START SOURCE MATERIAL
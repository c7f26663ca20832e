//! Initial database migration.
//!
//! Creates the wallet and operation tables, the operation type enum, and the
//! trigger that keeps the operation log append-only.

use sea_orm_migration::prelude::*;

#[derive(DeriveMigrationName)]
pub struct Migration;

#[async_trait::async_trait]
impl MigrationTrait for Migration {
    async fn up(&self, manager: &SchemaManager) -> Result<(), DbErr> {
        let db = manager.get_connection();

        // ============================================================
        // PART 1: ENUMS
        // ============================================================
        db.execute_unprepared(ENUMS_SQL).await?;

        // ============================================================
        // PART 2: TABLES
        // ============================================================
        db.execute_unprepared(WALLETS_SQL).await?;
        db.execute_unprepared(OPERATIONS_SQL).await?;

        // ============================================================
        // PART 3: TRIGGERS
        // ============================================================
        db.execute_unprepared(APPEND_ONLY_SQL).await?;

        Ok(())
    }

    async fn down(&self, manager: &SchemaManager) -> Result<(), DbErr> {
        let db = manager.get_connection();
        db.execute_unprepared(DROP_ALL_SQL).await?;
        Ok(())
    }
}

const ENUMS_SQL: &str = r"
CREATE TYPE operation_type AS ENUM ('deposit', 'withdrawal');
";

const WALLETS_SQL: &str = r"
CREATE TABLE wallets (
    id          BIGSERIAL PRIMARY KEY,
    name        VARCHAR(255) NOT NULL UNIQUE,
    balance     BIGINT NOT NULL DEFAULT 0,
    created_at  TIMESTAMPTZ NOT NULL DEFAULT now(),
    updated_at  TIMESTAMPTZ NOT NULL DEFAULT now(),

    CONSTRAINT chk_wallets_name_not_empty CHECK (name <> ''),
    CONSTRAINT chk_wallets_balance_non_negative CHECK (balance >= 0)
);
";

const OPERATIONS_SQL: &str = r"
CREATE TABLE operations (
    id            BIGSERIAL PRIMARY KEY,
    wallet        VARCHAR(255) NOT NULL REFERENCES wallets(name),
    type          operation_type NOT NULL,
    amount        BIGINT NOT NULL,
    other_wallet  VARCHAR(255) NOT NULL,
    created_at    TIMESTAMPTZ NOT NULL DEFAULT now(),

    CONSTRAINT chk_operations_amount_positive CHECK (amount > 0)
);

CREATE INDEX idx_operations_wallet_created ON operations(wallet, created_at, id);
";

const APPEND_ONLY_SQL: &str = r"
-- ============================================================
-- FUNCTION: prevent_operation_modification
-- Operations are immutable once written
-- ============================================================
CREATE OR REPLACE FUNCTION prevent_operation_modification()
RETURNS TRIGGER AS $$
BEGIN
    RAISE EXCEPTION 'operations are append-only';
END;
$$ LANGUAGE plpgsql;

CREATE TRIGGER trg_prevent_operation_mod
BEFORE UPDATE OR DELETE ON operations
FOR EACH ROW
EXECUTE FUNCTION prevent_operation_modification();
";

const DROP_ALL_SQL: &str = r"
DROP TRIGGER IF EXISTS trg_prevent_operation_mod ON operations;
DROP FUNCTION IF EXISTS prevent_operation_modification();

DROP TABLE IF EXISTS operations CASCADE;
DROP TABLE IF EXISTS wallets CASCADE;

DROP TYPE IF EXISTS operation_type CASCADE;
";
END SOURCE MATERIAL
WHAT THIS TASK INVOLVES: Using the entries above, give back exactly the line containing "async fn down(&self, manager: &SchemaManager)", the line containing "const WALLETS_SQL: &str", and every line between them, and nothing else.

OUTPUT:
    async fn down(&self, manager: &SchemaManager) -> Result<(), DbErr> {
        let db = manager.get_connection();
        db.execute_unprepared(DROP_ALL_SQL).await?;
        Ok(())
    }
}

const ENUMS_SQL: &str = r"
CREATE TYPE operation_type AS ENUM ('deposit', 'withdrawal');
";

const WALLETS_SQL: &str = r"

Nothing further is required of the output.